A recently released report by the Greater Baltimore Committee and Baltimore Metropolitan Council provides a captivating snapshot of the Baltimore region today compared to 20 years ago.
The 2018 Greater Baltimore State of the Region Report found that the region is more ethnically diverse, better educated and wealthier than in 1998.
Here are just a few findings which compared the Baltimore region to 19 comparable regions across the country:
- Baltimore led its peers in Hispanic population growth and experienced the fourth-highest percentage gain in black population.
- More than 37 percent of the region’s population 25 and older had a college education in 2017, up from 25 percent in 1998.

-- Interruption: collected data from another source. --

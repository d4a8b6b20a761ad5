use serde::Deserialize;
use std::env;
use std::fs;
use std::io;
use std::path::Path;

use crate::error::ConfigError;
use crate::host::github::DEFAULT_API_URL;
use crate::paths::{Layout, config_path, layout};

/// Owner used when neither the command line nor `expub.toml` names one.
pub const DEFAULT_OWNER: &str = "carlotrimarchi-test";

/// How the new tree relates to the branch's current tree.
#[derive(Debug, Clone, Copy, PartialEq, Eq, Default, Deserialize, clap::ValueEnum)]
#[serde(rename_all = "lowercase")]
pub enum SyncMode {
    /// Layer local files over the current tree; files deleted locally stay.
    #[default]
    Overlay,
    /// The new tree holds exactly the local files.
    Replace,
}

#[derive(Debug, Clone, Deserialize)]
#[serde(default, deny_unknown_fields)]
pub struct ProtectionConfig {
    pub enabled: bool,
    /// Defaults to the repository's default branch.
    pub branch: Option<String>,
    pub required_approving_review_count: u32,
}

impl Default for ProtectionConfig {
    fn default() -> Self {
        Self {
            enabled: true,
            branch: None,
            required_approving_review_count: 3,
        }
    }
}

#[derive(Debug, Clone, Deserialize)]
#[serde(default, deny_unknown_fields)]
pub struct IssueConfig {
    pub enabled: bool,
    pub title: String,
    pub body: String,
    /// Project board column the issue is attached to when first created.
    pub column_id: Option<u64>,
}

impl Default for IssueConfig {
    fn default() -> Self {
        Self {
            enabled: true,
            title: "Add CodeBuddy".to_string(),
            body: "I'm having a problem with this.".to_string(),
            column_id: Some(18829045),
        }
    }
}

/// Contents of `expub.toml`. Every key is optional.
///
/// Example:
/// ```toml
/// owner = "my-school"
/// private = true
/// mode = "replace"
/// teams = ["lecturers"]
///
/// [issue]
/// column_id = 12345
/// ```
#[derive(Debug, Clone, Deserialize)]
#[serde(default, deny_unknown_fields)]
pub struct Config {
    pub owner: Option<String>,
    /// Unset leaves the visibility of an existing repository alone.
    pub private: Option<bool>,
    pub template: bool,
    pub api_url: String,
    pub branches: Vec<String>,
    pub readme: String,
    pub commit_message: String,
    pub mode: SyncMode,
    pub upload_threads: Option<usize>,
    pub protection: ProtectionConfig,
    pub issue: IssueConfig,
    pub teams: Vec<String>,
    pub team_permission: Option<String>,
}

impl Default for Config {
    fn default() -> Self {
        Self {
            owner: None,
            private: None,
            template: true,
            api_url: DEFAULT_API_URL.to_string(),
            branches: vec!["main".to_string(), "solution".to_string()],
            readme: "README.md".to_string(),
            commit_message: "Sync {branch} from local folder".to_string(),
            mode: SyncMode::Overlay,
            upload_threads: None,
            protection: ProtectionConfig::default(),
            issue: IssueConfig::default(),
            teams: vec!["curriculum-editors".to_string(), "lecturers".to_string()],
            team_permission: None,
        }
    }
}

/// Load `expub.toml` from `root`. A missing file yields the defaults.
///
/// # Errors
/// - [`ConfigError::ReadConfig`] if the file exists but cannot be read.
/// - [`ConfigError::ParseConfig`] if it is not valid TOML for [`Config`].
pub fn load_config(root: &Path) -> Result<Config, ConfigError> {
    let path = config_path(root);
    let txt = match fs::read_to_string(&path) {
        Ok(t) => t,
        Err(e) if e.kind() == io::ErrorKind::NotFound => return Ok(Config::default()),
        Err(source) => return Err(ConfigError::ReadConfig { path, source }),
    };
    let cfg: Config =
        toml::from_str(&txt).map_err(|source| ConfigError::ParseConfig { path, source })?;
    Ok(cfg)
}

/// Command-line values that take precedence over `expub.toml`.
#[derive(Debug, Clone, Default)]
pub struct Overrides {
    pub owner: Option<String>,
    pub private: Option<bool>,
    pub message: Option<String>,
    pub mode: Option<SyncMode>,
    pub dry_run: bool,
}

/// Everything a command needs, resolved once and passed down explicitly.
#[derive(Debug, Clone)]
pub struct Settings {
    pub owner: String,
    pub layout: Layout,
    /// `None` only in dry-run mode.
    pub token: Option<String>,
    pub api_url: String,
    /// `None` when neither the command line nor `expub.toml` sets it.
    pub private: Option<bool>,
    pub template: bool,
    pub commit_message: String,
    pub mode: SyncMode,
    pub upload_threads: usize,
    pub protection: ProtectionConfig,
    pub issue: IssueConfig,
    pub teams: Vec<String>,
    pub team_permission: Option<String>,
    pub dry_run: bool,
}

impl Settings {
    /// Combine `expub.toml` in `root`, command-line overrides and the token.
    ///
    /// # Errors
    /// Any [`ConfigError`]; a missing token is an error unless `dry_run` is set.
    pub fn resolve(
        root: &Path,
        ov: Overrides,
        token: Option<String>,
    ) -> Result<Settings, ConfigError> {
        let cfg = load_config(root)?;
        if cfg.branches.is_empty() {
            return Err(ConfigError::Invalid("`branches` must not be empty".into()));
        }
        if !ov.dry_run && token.is_none() {
            return Err(ConfigError::MissingCredential);
        }
        let layout = layout(root, &cfg.branches, &cfg.readme)?;

        let upload_threads = cfg
            .upload_threads
            .unwrap_or_else(|| num_cpus::get().min(8))
            .max(1);

        Ok(Settings {
            owner: ov
                .owner
                .or(cfg.owner)
                .unwrap_or_else(|| DEFAULT_OWNER.to_string()),
            layout,
            token,
            api_url: cfg.api_url,
            private: ov.private.or(cfg.private),
            template: cfg.template,
            commit_message: ov.message.unwrap_or(cfg.commit_message),
            mode: ov.mode.unwrap_or(cfg.mode),
            upload_threads,
            protection: cfg.protection,
            issue: cfg.issue,
            teams: cfg.teams,
            team_permission: cfg.team_permission,
            dry_run: ov.dry_run,
        })
    }

    /// Commit message for `branch`, with `{branch}` substituted.
    pub fn message_for(&self, branch: &str) -> String {
        self.commit_message.replace("{branch}", branch)
    }
}

/// Access token from `GITHUB_PAT`, falling back to `GITHUB_TOKEN`.
pub fn read_token() -> Option<String> {
    ["GITHUB_PAT", "GITHUB_TOKEN"]
        .iter()
        .filter_map(|k| env::var(k).ok())
        .map(|v| v.trim().to_string())
        .find(|v| !v.is_empty())
}

#[cfg(test)]
mod tests {
    use super::*;
    use crate::paths::CONFIG_FILE;
    use serial_test::serial;
    use tempfile::tempdir;

    fn exercise_dir() -> tempfile::TempDir {
        let td = tempdir().unwrap();
        fs::create_dir_all(td.path().join("ex/main")).unwrap();
        fs::create_dir_all(td.path().join("ex/solution")).unwrap();
        td
    }

    #[test]
    fn defaults_without_config_file() {
        let td = exercise_dir();
        let root = td.path().join("ex");
        let s = Settings::resolve(&root, Overrides::default(), Some("t".into())).unwrap();
        assert_eq!(s.owner, DEFAULT_OWNER);
        assert_eq!(s.mode, SyncMode::Overlay);
        assert_eq!(s.message_for("main"), "Sync main from local folder");
        assert!(s.upload_threads >= 1 && s.upload_threads <= 8);
        assert_eq!(s.issue.column_id, Some(18829045));
    }

    #[test]
    fn file_values_are_overridden_by_cli() {
        let td = exercise_dir();
        let root = td.path().join("ex");
        fs::write(
            root.join(CONFIG_FILE),
            r#"
owner = "school"
private = true
mode = "replace"
commit_message = "publish {branch}"
upload_threads = 3

[protection]
required_approving_review_count = 1
"#,
        )
        .unwrap();

        let s = Settings::resolve(&root, Overrides::default(), Some("t".into())).unwrap();
        assert_eq!(s.owner, "school");
        assert_eq!(s.private, Some(true));
        assert_eq!(s.mode, SyncMode::Replace);
        assert_eq!(s.upload_threads, 3);
        assert_eq!(s.protection.required_approving_review_count, 1);
        assert_eq!(s.message_for("solution"), "publish solution");

        let ov = Overrides {
            owner: Some("other".into()),
            private: Some(false),
            mode: Some(SyncMode::Overlay),
            ..Default::default()
        };
        let s = Settings::resolve(&root, ov, Some("t".into())).unwrap();
        assert_eq!(s.owner, "other");
        assert_eq!(s.private, Some(false));
        assert_eq!(s.mode, SyncMode::Overlay);
    }

    #[test]
    fn visibility_is_unset_without_flag_or_key() {
        let td = exercise_dir();
        let root = td.path().join("ex");
        fs::write(root.join(CONFIG_FILE), "owner = \"school\"\n").unwrap();
        let s = Settings::resolve(&root, Overrides::default(), Some("t".into())).unwrap();
        assert_eq!(s.private, None);

        let ov = Overrides {
            private: Some(false),
            ..Default::default()
        };
        let s = Settings::resolve(&root, ov, Some("t".into())).unwrap();
        assert_eq!(s.private, Some(false));
    }

    #[test]
    fn unknown_keys_are_rejected() {
        let td = exercise_dir();
        let root = td.path().join("ex");
        fs::write(root.join(CONFIG_FILE), "colour = \"blue\"\n").unwrap();
        assert!(matches!(
            load_config(&root),
            Err(ConfigError::ParseConfig { .. })
        ));
    }

    #[test]
    fn missing_token_fails_unless_dry_run() {
        let td = exercise_dir();
        let root = td.path().join("ex");
        assert!(matches!(
            Settings::resolve(&root, Overrides::default(), None),
            Err(ConfigError::MissingCredential)
        ));
        let ov = Overrides {
            dry_run: true,
            ..Default::default()
        };
        assert!(Settings::resolve(&root, ov, None).is_ok());
    }

    #[test]
    #[serial]
    fn token_prefers_github_pat() {
        // SAFETY: tests touching the environment are serialized.
        unsafe {
            env::set_var("GITHUB_PAT", "pat-value");
            env::set_var("GITHUB_TOKEN", "token-value");
        }
        assert_eq!(read_token().as_deref(), Some("pat-value"));

        unsafe {
            env::set_var("GITHUB_PAT", "  ");
        }
        assert_eq!(read_token().as_deref(), Some("token-value"));

        unsafe {
            env::remove_var("GITHUB_PAT");
            env::remove_var("GITHUB_TOKEN");
        }
        assert_eq!(read_token(), None);
    }
}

- Median household income doubled to $76,788 – the third-highest growth rate.
The region’s economy has changed significantly too.
Today our region has a knowledge-based economy driven by technology, medicine, higher-education and service-based businesses, compared to 1998 when industry and manufacturing ruled. These changes better position our region to compete in the digital economy that dominates around the globe.
Despite all this good news, not all in our region have benefited. Over the next decade it is imperative that we enact policies and programs to ensure that all of the citizens of the Baltimore region are provided the education and workforce training needed to participate in the knowledge economy. By doing so, the Baltimore region will become an even more powerful economic engine for Maryland.
I’m Donald C. Fry, President and CEO of the Greater Baltimore Committee.